AMEDの役割と戦略(下)

生かせ!知財ビジネス
AMED本部があるビル。研究成果の社会実装を目指し、AMED知財部は活動を進めている=東京・大手町
AMED本部があるビル。研究成果の社会実装を目指し、AMED知財部は活動を進めている=東京・大手町

 ■アカデミア活用する伸び代大きい

 誕生から1年を迎えた日本医療研究開発機構(AMED)。
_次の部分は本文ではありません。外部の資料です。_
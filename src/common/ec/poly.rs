use tracing::error;

use super::galois::Gf256;
use crate::common::error::{QRError, QRResult};

// Polynomial over GF(256)
//------------------------------------------------------------------------------

/// How the stored coefficients are interpreted.
#[derive(Debug, PartialEq, Eq, Copy, Clone)]
pub enum Notation {
    /// Coefficients are discrete logs of field elements
    Exponent,
    /// Coefficients are field elements
    Value,
}

/// Coefficients are stored in ascending powers, `coeffs[i]` belongs to `x^i`.
#[derive(Debug, PartialEq, Eq, Clone)]
pub struct Polynomial {
    coeffs: Vec<u8>,
    notation: Notation,
}

impl Polynomial {
    pub fn new(coeffs: Vec<u8>, notation: Notation) -> Self {
        Self { coeffs, notation }
    }

    /// Message polynomial of a data block, first byte being the highest power.
    pub fn from_block(block: &[u8]) -> Self {
        Self { coeffs: block.iter().rev().copied().collect(), notation: Notation::Value }
    }

    #[cfg(test)]
    pub fn coeffs(&self) -> &[u8] {
        &self.coeffs
    }

    #[cfg(test)]
    pub fn notation(&self) -> Notation {
        self.notation
    }

    pub fn len(&self) -> usize {
        self.coeffs.len()
    }

    pub fn is_empty(&self) -> bool {
        self.coeffs.is_empty()
    }

    pub fn degree(&self) -> usize {
        self.coeffs.len().saturating_sub(1)
    }

    pub fn lead(&self) -> Option<u8> {
        self.coeffs.last().copied()
    }

    pub fn drop_lead(&mut self) {
        self.coeffs.pop();
    }

    pub fn to_value(&self, gf: &Gf256) -> Self {
        match self.notation {
            Notation::Value => self.clone(),
            Notation::Exponent => Self {
                coeffs: self.coeffs.iter().map(|e| gf.exp(*e as usize)).collect(),
                notation: Notation::Value,
            },
        }
    }

    #[cfg(test)]
    pub fn to_exponent(&self, gf: &Gf256) -> QRResult<Self> {
        match self.notation {
            Notation::Exponent => Ok(self.clone()),
            Notation::Value => {
                let coeffs = self
                    .coeffs
                    .iter()
                    .map(|v| gf.log(*v).ok_or_else(zero_coefficient))
                    .collect::<QRResult<Vec<_>>>()?;
                Ok(Self { coeffs, notation: Notation::Exponent })
            }
        }
    }

    /// Multiplies every term by alpha^e. Exponent notation only.
    pub fn scale(&self, e: u8) -> Self {
        debug_assert!(self.notation == Notation::Exponent, "Scaling needs exponent notation");

        let coeffs = self.coeffs.iter().map(|c| ((*c as usize + e as usize) % 255) as u8).collect();
        Self { coeffs, notation: Notation::Exponent }
    }

    /// Product of two polynomials in exponent notation. Coinciding powers are summed in value
    /// form and converted back, so a sum cancelling to zero cannot be stored.
    pub fn mul(&self, other: &Self, gf: &Gf256) -> QRResult<Self> {
        debug_assert!(
            self.notation == Notation::Exponent && other.notation == Notation::Exponent,
            "Multiplication needs exponent notation"
        );

        if self.is_empty() || other.is_empty() {
            return Ok(Self::new(Vec::new(), Notation::Exponent));
        }

        let mut sums = vec![0u8; self.len() + other.len() - 1];
        for (i, a) in self.coeffs.iter().enumerate() {
            for (j, b) in other.coeffs.iter().enumerate() {
                sums[i + j] ^= gf.exp(*a as usize + *b as usize);
            }
        }
        let coeffs = sums
            .into_iter()
            .map(|v| gf.log(v).ok_or_else(zero_coefficient))
            .collect::<QRResult<Vec<_>>>()?;
        Ok(Self { coeffs, notation: Notation::Exponent })
    }

    /// Adds two value polynomials with their leading terms aligned. The shorter operand is
    /// padded with zeros at its low end.
    pub fn xor(&self, other: &Self) -> Self {
        debug_assert!(
            self.notation == Notation::Value && other.notation == Notation::Value,
            "Addition needs value notation"
        );

        let (long, short) = if self.len() >= other.len() { (self, other) } else { (other, self) };
        let off = long.len() - short.len();
        let mut coeffs = long.coeffs.clone();
        for (c, s) in coeffs[off..].iter_mut().zip(short.coeffs.iter()) {
            *c ^= s;
        }
        Self { coeffs, notation: Notation::Value }
    }

    /// Remainder of dividing this value polynomial by `divisor` in exponent notation, as
    /// `ecc_len` bytes from the highest power down.
    ///
    /// Runs one step per message coefficient. A zero lead is dropped, otherwise the divisor is
    /// scaled to the lead, added and the cancelled lead dropped. Low order terms implied by the
    /// lead alignment are zero, so the remainder is zero padded at its end.
    pub fn remainder(&self, divisor: &Self, ecc_len: usize, gf: &Gf256) -> QRResult<Vec<u8>> {
        debug_assert!(self.notation == Notation::Value, "Dividend needs value notation");
        debug_assert!(divisor.notation == Notation::Exponent, "Divisor needs exponent notation");

        let mut rem = self.clone();
        for _ in 0..self.len() {
            let Some(lead) = rem.lead() else { break };
            if let Some(e) = gf.log(lead) {
                rem = rem.xor(&divisor.scale(e).to_value(gf));
                if rem.lead() != Some(0) {
                    error!(lead = ?rem.lead(), "Lead term survived division step");
                    return Err(QRError::InvariantViolation("lead term not cancelled"));
                }
            }
            rem.drop_lead();
        }

        if rem.len() > ecc_len {
            error!(len = rem.len(), ecc_len, "Remainder longer than ecc length");
            return Err(QRError::InvariantViolation("remainder longer than ecc length"));
        }
        let mut res: Vec<u8> = rem.coeffs.into_iter().rev().collect();
        res.resize(ecc_len, 0);
        Ok(res)
    }
}

fn zero_coefficient() -> QRError {
    error!("Zero coefficient has no exponent form");
    QRError::InvariantViolation("zero coefficient in exponent notation")
}

#[cfg(test)]
mod poly_tests {
    use super::{Notation, Polynomial};
    use crate::common::ec::galois::Gf256;
    use crate::common::error::QRError;

    #[test]
    fn test_from_block() {
        let p = Polynomial::from_block(&[1, 2, 3]);
        assert_eq!(p.coeffs(), &[3, 2, 1]);
        assert_eq!(p.degree(), 2);
        assert_eq!(p.lead(), Some(1));
    }

    #[test]
    fn test_notation_conversion() {
        let gf = Gf256::new();
        let p = Polynomial::new(vec![0, 1, 8], Notation::Exponent);
        let v = p.to_value(&gf);
        assert_eq!(v.coeffs(), &[1, 2, 0x1D]);
        assert_eq!(v.notation(), Notation::Value);
        assert_eq!(v.to_exponent(&gf).unwrap(), p);
    }

    #[test]
    fn test_zero_has_no_exponent() {
        let gf = Gf256::new();
        let p = Polynomial::new(vec![3, 0], Notation::Value);
        assert!(matches!(p.to_exponent(&gf), Err(QRError::InvariantViolation(_))));
    }

    #[test]
    fn test_mul() {
        let gf = Gf256::new();
        // (x + 1)(x + 2) = x^2 + 3x + 2
        let a = Polynomial::new(vec![0, 0], Notation::Exponent);
        let b = Polynomial::new(vec![1, 0], Notation::Exponent);
        let p = a.mul(&b, &gf).unwrap().to_value(&gf);
        assert_eq!(p.coeffs(), &[2, 3, 1]);
    }

    #[test]
    fn test_mul_cancellation() {
        let gf = Gf256::new();
        // (x + 1)(x + 1) = x^2 + 1, middle term cancels
        let a = Polynomial::new(vec![0, 0], Notation::Exponent);
        assert!(matches!(a.mul(&a, &gf), Err(QRError::InvariantViolation(_))));
    }

    #[test]
    fn test_xor_aligns_leads() {
        let a = Polynomial::new(vec![1, 2, 3, 4], Notation::Value);
        let b = Polynomial::new(vec![1, 1], Notation::Value);
        assert_eq!(a.xor(&b).coeffs(), &[1, 2, 2, 5]);
        assert_eq!(b.xor(&a).coeffs(), &[1, 2, 2, 5]);
    }

    #[test]
    fn test_scale() {
        let p = Polynomial::new(vec![0, 200, 254], Notation::Exponent);
        assert_eq!(p.scale(60).coeffs(), &[60, 5, 59]);
    }

    #[test]
    fn test_remainder_of_zero_message() {
        let gf = Gf256::new();
        let gen = Polynomial::new(vec![1, 25, 0], Notation::Exponent);
        let msg = Polynomial::from_block(&[0, 0, 0]);
        assert_eq!(msg.remainder(&gen, 2, &gf).unwrap(), vec![0, 0]);
    }
}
大学・研究機関と企業はどう連携していくべきか、初代知的財産部長の天野斉氏(特許庁)に聞いた。

 --日本の医薬・医療機器分野の知財のレベルは

 「産業としては貿易赤字の状態で、医療分野研究開発推進計画でも2020年に向けて輸出倍増などの改善目標が示されている。年間約30万件ある国内特許出願のうち医薬は2500件、医療機器関連は1万件だがライフサイエンス・臨床医学分野の論文は年間3万数千件あり、引用件数も多く、世界トップクラスと考えてよい」

 --基礎研究力が産業競争力に反映されていない

 「日本の製薬会社は基礎研究を控え、その部分はアカデミアに期待しているところがある。過去10年に米国で承認された医薬品の約60%は大学・研究機関とバイオベンチャー由来の研究だが、日本では20%もない。日本のアカデミアを活用する伸び代は大いにある」

 --それには特許戦略の連携も必要だ

 「企業は製品の利益回収期間を延ばすため満を持して特許出願する。半端なタイミングで大学に論文や特許を出されるのは困る。産業界と大学の間でこの問題をずっと話し合っているが、今後はさらに複雑になる。再生医療やバイオ医薬などでは、1つの物質特許だけでは成立しない。新薬では臨床試験のデータ保護期間(米国は12年間)交渉が企業の知財戦略に絡んでくる」

 --産学での意思疎通はさらに重要になる

 「そうだ。しかし最近、医療機器などの開発で、企業と連携している病院からは、製品開発におけるニーズ提供の対価として報酬を支払うべきとの声が高まってきた。ニーズに対する解決策を出した人は特許がとれ、企業は製品化で利益を得ているからだ」

 --病院はより高度な医療機器を得られるのでは

 「その機器は購入しなけらばならない。感情的問題もある。ニーズを出し渋られると、企業は開発が難しくなる。われわれは今年度、医工連携でのニーズ提供と活用に関する実態調査と報酬支払いなどに関する解決策の提示を検討している。米国の大学ではデザイン思考のイノベーションの考え方として、現場関係者と討議した成果から製品化や起業する手法が一般的だ。そのとき、アイデアは誰のものかという整理は重要だ」

 --今後の方針は

 「目指すのは社会実装という出口だ。知財の面から、橋渡し機関としての貢献を真摯(しんし)に果たしていきたい」(知財情報&戦略システム 中岡浩)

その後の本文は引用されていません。